Stored items
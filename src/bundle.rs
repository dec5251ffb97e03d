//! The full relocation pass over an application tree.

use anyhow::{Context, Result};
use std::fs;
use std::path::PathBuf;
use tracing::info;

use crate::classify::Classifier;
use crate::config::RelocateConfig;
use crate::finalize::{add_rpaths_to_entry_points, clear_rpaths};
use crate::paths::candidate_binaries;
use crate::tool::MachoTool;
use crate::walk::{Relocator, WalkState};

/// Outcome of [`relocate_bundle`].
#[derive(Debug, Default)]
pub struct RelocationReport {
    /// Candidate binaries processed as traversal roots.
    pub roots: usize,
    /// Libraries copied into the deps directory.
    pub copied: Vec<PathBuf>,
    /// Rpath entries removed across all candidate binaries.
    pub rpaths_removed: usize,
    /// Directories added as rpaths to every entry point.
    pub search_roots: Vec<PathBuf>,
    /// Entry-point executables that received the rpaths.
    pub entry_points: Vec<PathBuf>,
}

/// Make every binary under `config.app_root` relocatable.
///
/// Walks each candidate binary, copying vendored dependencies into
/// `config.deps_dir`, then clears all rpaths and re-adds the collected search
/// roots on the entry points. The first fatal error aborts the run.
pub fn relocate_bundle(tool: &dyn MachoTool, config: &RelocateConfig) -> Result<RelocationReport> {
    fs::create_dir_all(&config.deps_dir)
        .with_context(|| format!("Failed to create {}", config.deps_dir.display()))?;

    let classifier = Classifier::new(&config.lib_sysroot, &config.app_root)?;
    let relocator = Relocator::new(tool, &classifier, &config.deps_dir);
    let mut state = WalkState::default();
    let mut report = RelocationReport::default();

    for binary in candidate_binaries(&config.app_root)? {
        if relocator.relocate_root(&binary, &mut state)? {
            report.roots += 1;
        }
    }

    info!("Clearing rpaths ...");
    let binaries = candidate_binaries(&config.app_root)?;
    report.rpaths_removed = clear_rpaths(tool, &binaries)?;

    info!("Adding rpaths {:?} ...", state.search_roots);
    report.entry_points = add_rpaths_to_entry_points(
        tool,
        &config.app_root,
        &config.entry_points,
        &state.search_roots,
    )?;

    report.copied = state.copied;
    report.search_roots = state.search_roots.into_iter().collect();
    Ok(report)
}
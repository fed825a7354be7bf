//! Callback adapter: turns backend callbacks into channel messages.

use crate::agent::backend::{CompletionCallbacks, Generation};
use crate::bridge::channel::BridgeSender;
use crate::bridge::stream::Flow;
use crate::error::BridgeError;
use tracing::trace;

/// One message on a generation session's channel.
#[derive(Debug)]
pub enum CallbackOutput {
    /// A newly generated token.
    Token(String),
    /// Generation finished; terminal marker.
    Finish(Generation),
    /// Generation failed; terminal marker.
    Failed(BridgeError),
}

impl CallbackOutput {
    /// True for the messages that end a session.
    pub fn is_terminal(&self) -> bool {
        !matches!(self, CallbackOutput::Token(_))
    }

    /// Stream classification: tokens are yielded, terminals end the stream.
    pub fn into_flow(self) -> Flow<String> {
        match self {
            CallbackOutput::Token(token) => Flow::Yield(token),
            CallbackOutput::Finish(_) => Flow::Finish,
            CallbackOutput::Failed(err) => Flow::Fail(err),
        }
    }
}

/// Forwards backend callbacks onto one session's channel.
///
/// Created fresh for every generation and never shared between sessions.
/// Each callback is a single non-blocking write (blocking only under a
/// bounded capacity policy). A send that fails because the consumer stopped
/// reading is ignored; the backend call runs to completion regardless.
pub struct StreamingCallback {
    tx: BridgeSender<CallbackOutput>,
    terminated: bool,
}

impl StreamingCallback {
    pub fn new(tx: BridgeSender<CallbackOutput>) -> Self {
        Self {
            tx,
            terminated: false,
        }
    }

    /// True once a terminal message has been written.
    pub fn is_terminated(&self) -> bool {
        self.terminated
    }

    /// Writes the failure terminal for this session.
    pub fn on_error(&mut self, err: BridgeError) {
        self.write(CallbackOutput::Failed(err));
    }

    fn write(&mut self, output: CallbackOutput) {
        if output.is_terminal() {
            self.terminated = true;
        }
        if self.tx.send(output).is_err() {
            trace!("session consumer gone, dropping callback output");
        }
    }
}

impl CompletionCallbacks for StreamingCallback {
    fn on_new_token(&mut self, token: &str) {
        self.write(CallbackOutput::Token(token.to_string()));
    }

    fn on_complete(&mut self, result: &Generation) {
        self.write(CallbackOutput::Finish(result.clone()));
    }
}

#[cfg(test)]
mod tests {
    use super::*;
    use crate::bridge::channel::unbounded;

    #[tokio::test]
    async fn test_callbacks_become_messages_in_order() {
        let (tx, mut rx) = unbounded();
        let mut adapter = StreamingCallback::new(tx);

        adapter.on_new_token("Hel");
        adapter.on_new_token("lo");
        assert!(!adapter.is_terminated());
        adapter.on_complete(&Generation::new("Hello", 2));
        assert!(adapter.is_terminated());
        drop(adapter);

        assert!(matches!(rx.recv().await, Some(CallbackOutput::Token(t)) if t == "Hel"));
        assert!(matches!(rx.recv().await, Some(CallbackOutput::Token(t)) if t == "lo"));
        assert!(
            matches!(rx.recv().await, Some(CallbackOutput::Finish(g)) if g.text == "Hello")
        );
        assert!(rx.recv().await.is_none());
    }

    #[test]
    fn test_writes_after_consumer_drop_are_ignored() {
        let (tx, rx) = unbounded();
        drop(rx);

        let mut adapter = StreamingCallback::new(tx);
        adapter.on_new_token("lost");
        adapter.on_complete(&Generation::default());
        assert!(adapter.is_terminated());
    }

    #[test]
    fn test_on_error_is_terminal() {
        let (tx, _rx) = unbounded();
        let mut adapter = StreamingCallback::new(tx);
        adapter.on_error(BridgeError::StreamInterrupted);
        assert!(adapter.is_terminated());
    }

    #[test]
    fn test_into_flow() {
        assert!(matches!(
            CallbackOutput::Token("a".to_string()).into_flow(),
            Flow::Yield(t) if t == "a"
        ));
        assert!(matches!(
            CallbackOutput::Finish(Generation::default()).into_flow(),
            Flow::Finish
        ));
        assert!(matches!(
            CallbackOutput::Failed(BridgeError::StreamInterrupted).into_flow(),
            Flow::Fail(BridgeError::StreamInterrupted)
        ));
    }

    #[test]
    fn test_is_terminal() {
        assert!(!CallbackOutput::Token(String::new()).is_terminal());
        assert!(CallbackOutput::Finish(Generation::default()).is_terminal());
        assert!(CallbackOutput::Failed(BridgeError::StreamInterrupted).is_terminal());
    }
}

#### EXERCISE DETAILS:
Return only the lines of the records in which the string "usize" appears.

#### ANSWER TO THIS TASK:
    pub roots: usize,
    pub rpaths_removed: usize,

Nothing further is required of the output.